Getting to know you better

SimonGeneral9 Comments

One of the real joys of blogging has been connecting with people who I otherwise wouldn’t have had the chance to do so.

Since I started this blog I have had many comment and email conversations with marketing and public relations people throughout the world. I’ve even had the pleasure of meeting some of them in real life.

However what do I know about you – the people that read my blog? Less than I’d like really.

It’s immensely gratifying that between 80 and 90 people choose to download my RSS feed each day, and a similar number of visitors arrive at my website.

I never forget that each one of these people has actively chosen to receive my content – and they must all have had their own reasons for doing this.

While I know who some of these people are, and I know a bit about them personally and professionally, I don’t have a faintest idea who most of my audience are.

I can see some basic information through my server logs and MyBlogLog, but what I’d really love is to know who is reading this and a bit about them.

I’m always keen to know why people read the blog so I can make sure I stay on-topic and cover stuff that’s relevant to the majority.

So it’s a big ask from me this Monday morning: if you’re reading this on my website or in my RSS feed please do leave me a comment to this post – whether you’re a seasoned commenter or you’ve never commented on a blog before.

I’d love to know:

  • Who you are
  • What you like about my blog
  • What I can improve about my blog
  • More about you – for example do you have a blog or website? (and make sure you add the link so I can pay you a return visit)

This is a bit of a stab in the dark, as I’ve never pimped for comments before on the blog, but I figure if you don’t ask then you’ll never know.

9 Comments on “Getting to know you better”

  1. Hi Simon,
    As you say, it’s always difficult to know who is reading above and beyond those you are aware of.
    Hopefully, I fall into the latter category.
    In terms of what I like and what you could do better: it’s all about the content for me.
    I am interested in almost all of what you write about, while a few of your posts have become absolutely essential reading – and have therefore been re-read several times.
    In terms of what you could do better? Pass. I’m still a novice myself, so can’t offer advice. I will be checking back here to see what others recommend (if anything).
    Speak to you soon,

  2. Hi Simon

    I’m website designer that works only in the ‘new’ media market. I use Google Reader and RSS really tends to anonymize content.

    I receive on average 73 feeds a day and the ones that really get my attention generally have three things.

    1 – any longer than 300 words and the feed begins to lose me.
    2 – I look for original thought/opinion
    3 – and a real bonus (but not essential) includes reference material such as the stuff you put in your Euroblog07 post.

    I try and follow these rules on my own blogs:

    By the way do you work with Noel Hatch? Due to developing I take an interest in local communities using web2.0 and Noel seems to be a great advocate of using techology in local government.

  3. Chris – thanks for commenting, and yes you’re in the latter category!

    Simon – thanks to you for your comment too. It’s nice to hear from a new commenter. Your thoughts are very interesting and helpful.

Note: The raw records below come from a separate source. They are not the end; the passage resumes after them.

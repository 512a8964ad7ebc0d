// Copyright (C) 2024 Bellande Artificial Intelligence Computer Vision Research Innovation Center, Ronaldson Bellande

// This program is free software: you can redistribute it and/or modify
// it under the terms of the GNU General Public License as published by
// the Free Software Foundation, either version 3 of the License, or
// (at your option) any later version.

// This program is distributed in the hope that it will be useful,
// but WITHOUT ANY WARRANTY; without even the implied warranty of
// MERCHANTABILITY or FITNESS FOR A PARTICULAR PURPOSE.  See the
// GNU General Public License for more details.

// You should have received a copy of the GNU General Public License
// along with this program.  If not, see <https://www.gnu.org/licenses/>.

use std::error::Error;
use std::fmt;
use std::path::PathBuf;

#[derive(Debug)]
pub enum StegoError {
    ConfigurationError(String),
    UnknownClass(String),
    ImageDecodeError { path: PathBuf, reason: String },
    IndexOutOfRange { index: usize, len: usize },
    IoError(String),
    SerializationError(String),
    InvalidShape(String),
    ShapeMismatch(String),
}

impl Error for StegoError {}

impl fmt::Display for StegoError {
    fn fmt(&self, f: &mut fmt::Formatter) -> fmt::Result {
        match self {
            StegoError::ConfigurationError(msg) => write!(f, "Invalid configuration: {}", msg),
            StegoError::UnknownClass(name) => write!(f, "Unknown steganography class: {}", name),
            StegoError::ImageDecodeError { path, reason } => {
                write!(f, "Failed to decode image {}: {}", path.display(), reason)
            }
            StegoError::IndexOutOfRange { index, len } => {
                write!(f, "Index {} out of range for length {}", index, len)
            }
            StegoError::IoError(msg) => write!(f, "IO error: {}", msg),
            StegoError::SerializationError(msg) => write!(f, "Serialization error: {}", msg),
            StegoError::InvalidShape(msg) => write!(f, "Invalid tensor shape: {}", msg),
            StegoError::ShapeMismatch(msg) => write!(f, "Shape mismatch: {}", msg),
        }
    }
}

impl From<std::io::Error> for StegoError {
    fn from(error: std::io::Error) -> Self {
        StegoError::IoError(error.to_string())
    }
}

impl From<serde_yaml::Error> for StegoError {
    fn from(error: serde_yaml::Error) -> Self {
        StegoError::SerializationError(error.to_string())
    }
}

impl From<serde_json::Error> for StegoError {
    fn from(error: serde_json::Error) -> Self {
        StegoError::SerializationError(error.to_string())
    }
}
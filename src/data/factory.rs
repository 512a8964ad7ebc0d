// Copyright (C) 2024 Bellande Artificial Intelligence Computer Vision Research Innovation Center, Ronaldson Bellande

// This program is free software: you can redistribute it and/or modify
// it under the terms of the GNU General Public License as published by
// the Free Software Foundation, either version 3 of the License, or
// (at your option) any later version.

// This program is distributed in the hope that it will be useful,
// but WITHOUT ANY WARRANTY; without even the implied warranty of
// MERCHANTABILITY or FITNESS FOR A PARTICULAR PURPOSE.  See the
// GNU General Public License for more details.

// You should have received a copy of the GNU General Public License
// along with this program.  If not, see <https://www.gnu.org/licenses/>.

use crate::core::error::StegoError;
use crate::data::dataloader::DataLoader;
use crate::data::dataset::Dataset;
use crate::data::dataset_spec::DatasetMode;
use crate::data::sampler::{RandomSampler, Sampler, SequentialSampler};
use crate::data::stego_dataset::StegoDataset;
use crate::utilities::config::Configuration;
use std::sync::Arc;

/// Train and test splits of the standard layout.
pub fn get_datasets(config: &Configuration) -> Result<(StegoDataset, StegoDataset), StegoError> {
    config.validate()?;
    let train = StegoDataset::new(config.dataset_spec(DatasetMode::Train))?;
    let test = StegoDataset::new(config.dataset_spec(DatasetMode::Test))?;
    Ok((train, test))
}

/// Train and test splits of the custom layout.
pub fn get_custom_dataset(
    config: &Configuration,
) -> Result<(StegoDataset, StegoDataset), StegoError> {
    config.validate()?;
    let train = StegoDataset::new(config.custom_dataset_spec(DatasetMode::Train))?;
    let test = StegoDataset::new(config.custom_dataset_spec(DatasetMode::Test))?;
    Ok((train, test))
}

pub fn get_validation_dataset(config: &Configuration) -> Result<StegoDataset, StegoError> {
    config.validate()?;
    StegoDataset::new(config.dataset_spec(DatasetMode::Val))
}

pub fn get_custom_validation_dataset(config: &Configuration) -> Result<StegoDataset, StegoError> {
    config.validate()?;
    StegoDataset::new(config.custom_dataset_spec(DatasetMode::Val))
}

/// Loader over `dataset` using the configured batching. A configured seed makes
/// shuffling reproducible.
pub fn data_loader(
    config: &Configuration,
    dataset: Arc<dyn Dataset>,
    shuffle: bool,
) -> Result<DataLoader, StegoError> {
    let sampler: Box<dyn Sampler> = match (shuffle, config.system.seed) {
        (true, Some(seed)) => Box::new(RandomSampler::with_seed(dataset.len(), seed)),
        (true, None) => Box::new(RandomSampler::new(dataset.len())),
        (false, _) => Box::new(SequentialSampler::new(dataset.len())),
    };
    DataLoader::with_sampler(
        dataset,
        config.loader.batch_size,
        sampler,
        config.loader.num_workers,
        config.loader.drop_last,
    )
}

#[cfg(test)]
mod tests {
    use super::*;
    use std::fs;
    use std::path::Path;

    fn write_png(path: &Path, size: u32) {
        image::RgbImage::from_pixel(size, size, image::Rgb([10, 20, 30]))
            .save(path)
            .unwrap();
    }

    #[test]
    fn standard_splits_use_their_own_caps() {
        let dir = tempfile::tempdir().unwrap();
        for (split, mode) in [("train", "Train"), ("test", "Test")] {
            let class_dir = dir.path().join(split).join(format!("clean{}", mode));
            fs::create_dir_all(&class_dir).unwrap();
            for i in 0..3 {
                write_png(&class_dir.join(format!("{}.png", i)), 4);
            }
        }

        let mut config = Configuration::default();
        config.data.data_root = dir.path().to_path_buf();
        config.data.dataset_types = vec!["CLEAN".to_string()];
        config.data.image_size = 4;
        config.data.down_sample_size_train = Some(2);
        config.data.down_sample_size_test = Some(1);

        let (train, test) = get_datasets(&config).unwrap();
        assert_eq!(train.len(), 2);
        assert_eq!(test.len(), 1);
        assert_eq!(train.class_labels(), vec!["CLEAN"]);
    }

    #[test]
    fn missing_validation_split_is_an_io_error() {
        let dir = tempfile::tempdir().unwrap();
        let mut config = Configuration::default();
        config.data.data_root = dir.path().to_path_buf();
        config.data.dataset_types = vec!["LSB".to_string()];

        assert!(matches!(
            get_validation_dataset(&config),
            Err(StegoError::IoError(_))
        ));
    }

    #[test]
    fn custom_split_uses_custom_image_size() {
        let dir = tempfile::tempdir().unwrap();
        for mode in ["Train", "Test"] {
            let class_dir = dir.path().join(format!("Alpha{}", mode));
            fs::create_dir_all(&class_dir).unwrap();
            write_png(&class_dir.join("a.png"), 2);
        }

        let mut config = Configuration::default();
        config.data.custom_root = dir.path().to_path_buf();
        config.data.custom_types = vec!["Alpha".to_string()];
        config.data.custom_image_size = 6;

        let (train, _) = get_custom_dataset(&config).unwrap();
        let (image, label) = train.get(0).unwrap();
        assert_eq!(image.shape(), &[3, 6, 6]);
        assert_eq!(label, 0);
    }

    #[test]
    fn custom_validation_split_uses_test_cap() {
        let dir = tempfile::tempdir().unwrap();
        let class_dir = dir.path().join("AlphaVal");
        fs::create_dir_all(&class_dir).unwrap();
        for i in 0..3 {
            write_png(&class_dir.join(format!("{}.png", i)), 2);
        }

        let mut config = Configuration::default();
        config.data.custom_root = dir.path().to_path_buf();
        config.data.custom_types = vec!["Alpha".to_string()];
        config.data.down_sample_size_train = Some(3);
        config.data.down_sample_size_test = Some(2);

        let val = get_custom_validation_dataset(&config).unwrap();
        assert_eq!(val.spec().mode, DatasetMode::Val);
        assert_eq!(val.len(), 2);
        assert_eq!(val.class_labels(), vec!["Alpha"]);
    }

    #[test]
    fn seeded_loader_is_reproducible() {
        struct Indices(usize);

        impl Dataset for Indices {
            fn len(&self) -> usize {
                self.0
            }

            fn get(&self, index: usize) -> Result<(crate::core::tensor::Tensor, usize), StegoError> {
                Ok((crate::core::tensor::Tensor::new(vec![index as f32], vec![1])?, 0))
            }

            fn num_classes(&self) -> usize {
                1
            }
        }

        let mut config = Configuration::default();
        config.loader.batch_size = 16;
        config.loader.num_workers = 1;
        config.system.seed = Some(5);

        let order = |config: &Configuration| -> Vec<f32> {
            let mut loader = data_loader(config, Arc::new(Indices(16)), true).unwrap();
            let batch = loader.iter().next().unwrap().unwrap();
            batch.images.data().to_vec()
        };
        assert_eq!(order(&config), order(&config));
    }
}
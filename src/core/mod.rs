pub mod error;
pub mod tensor;
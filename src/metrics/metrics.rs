// Copyright (C) 2024 Bellande Artificial Intelligence Computer Vision Research Innovation Center, Ronaldson Bellande

// This program is free software: you can redistribute it and/or modify
// it under the terms of the GNU General Public License as published by
// the Free Software Foundation, either version 3 of the License, or
// (at your option) any later version.

// This program is distributed in the hope that it will be useful,
// but WITHOUT ANY WARRANTY; without even the implied warranty of
// MERCHANTABILITY or FITNESS FOR A PARTICULAR PURPOSE.  See the
// GNU General Public License for more details.

// You should have received a copy of the GNU General Public License
// along with this program.  If not, see <https://www.gnu.org/licenses/>.

use crate::core::{error::StegoError, tensor::Tensor};
use crate::data::stego_type::IndexedClass;

/// Number of positions where prediction and label agree, and the label count.
pub fn accuracy<T: PartialEq>(predicted: &[T], labels: &[T]) -> (usize, usize) {
    let correct = predicted
        .iter()
        .zip(labels.iter())
        .filter(|(p, l)| p == l)
        .count();
    (correct, labels.len())
}

/// Regroups a flat prediction stream into one `(correct, total)` bucket per class.
///
/// Both `predictions` and `labels` are registry bitmasks, not dense indices.
/// A pair is counted in every bucket whose bit is set in its label, so a label
/// with several bits lands in several buckets and a label with no known bit in
/// none. The output has one entry per dense index in `classes`; buckets that
/// receive nothing stay `(0, 0)`.
pub fn per_class_accuracy(
    predictions: &[u32],
    labels: &[u32],
    classes: &[IndexedClass],
) -> Vec<(usize, usize)> {
    let buckets = classes.iter().map(|c| c.index + 1).max().unwrap_or(0);
    let mut accuracies = vec![(0, 0); buckets];

    for (&prediction, &label) in predictions.iter().zip(labels.iter()) {
        for class in classes {
            if label & class.entry.bitmask != 0 {
                let (correct, total) = &mut accuracies[class.index];
                if prediction == label {
                    *correct += 1;
                }
                *total += 1;
            }
        }
    }

    accuracies
}

/// `correct / total`, or 0 for an empty bucket.
pub fn ratio(correct: usize, total: usize) -> f32 {
    if total == 0 {
        0.0
    } else {
        correct as f32 / total as f32
    }
}

pub trait Metric {
    fn reset(&mut self);
    fn update(&mut self, prediction: &Tensor, target: &[usize]) -> Result<(), StegoError>;
    fn compute(&self) -> f32;
    fn name(&self) -> &str;
}

#[derive(Debug, Default)]
pub struct Accuracy {
    correct: usize,
    total: usize,
}

impl Accuracy {
    pub fn new() -> Self {
        Accuracy {
            correct: 0,
            total: 0,
        }
    }

    pub fn counts(&self) -> (usize, usize) {
        (self.correct, self.total)
    }
}

impl Metric for Accuracy {
    fn reset(&mut self) {
        self.correct = 0;
        self.total = 0;
    }

    fn update(&mut self, prediction: &Tensor, target: &[usize]) -> Result<(), StegoError> {
        let pred_classes = prediction.argmax_rows()?;
        if pred_classes.len() != target.len() {
            return Err(StegoError::ShapeMismatch(format!(
                "{} predictions for {} targets",
                pred_classes.len(),
                target.len()
            )));
        }

        let (correct, total) = accuracy(&pred_classes, target);
        self.correct += correct;
        self.total += total;
        Ok(())
    }

    fn compute(&self) -> f32 {
        ratio(self.correct, self.total)
    }

    fn name(&self) -> &str {
        "accuracy"
    }
}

    I don’t know Noel Hatch, but the Haltonone website looks really interesting – I’ll be having a more detailed look around over the next few days.

  4. Hi Simon

    My name is Stuart. I am a final year student, currently studying public relations at Bournemouth University. I am a regular reader of your blog as you frequently comment on new developments in social media. This really interests me and is helpful as I am studying an online module as part of my degree. I do have a blog: but I rarely post as keeping on top of assignments is keeping me more than busy! I do, however, regularly read a number of blogs, including yours, on a daily basis and have found that they are a great way of keeping in touch with developments in industry.

  5. Hi Stuart – thanks for taking the time to comment.

    It’s interesting to hear that blogs like mine are useful for your studies. I know that there are several students who read this blog – there’s definitely an discrete audience there that I should try to cater for.

    Good luck with the rest of your course and getting a foothold in the PR business

  6. Even when you ask nicely, they still lurk in the background. For me, I like the content and your views on different posts. I think your posts are frequent enough and not too long or short. Links are always useful which you provide and I also like being directed to sources that I haven’t seen before. I also enjoy reading about your live projects at work. So no major improvements from me, I’m afraid.

  7. Thanks for that Heather – I appreciate your thoughts.

    I wasn’t sure how many responses I’d get by directly asking for feedback, but if you don’t try you’ll never know!

  8. Hello Simon,
    This is the first time I’ve read your blog, and I’ve enjoyed it – so thank you. I’m a comms officer for an NHS mental health trust. When I’m reading blogs I’m looking to stay in touch with what is happening in PR outside what I see day to day. It’s an incentive to keep thinking rather than just doing. A form of self-development and a reality check for progressing my career. And I like reading well written articles.

  9. Hi Vicky – thanks for the comment and welcome to the site.

    My “day job” is heading up marketing and PR at a unitary local authority – broadening my horizons and exposure was one reason I started blogging in the first place, so I understand your motivations for reading the blog.

    Hopefully you’ll read the blog regularly and I can help you achieve your aims with my posts.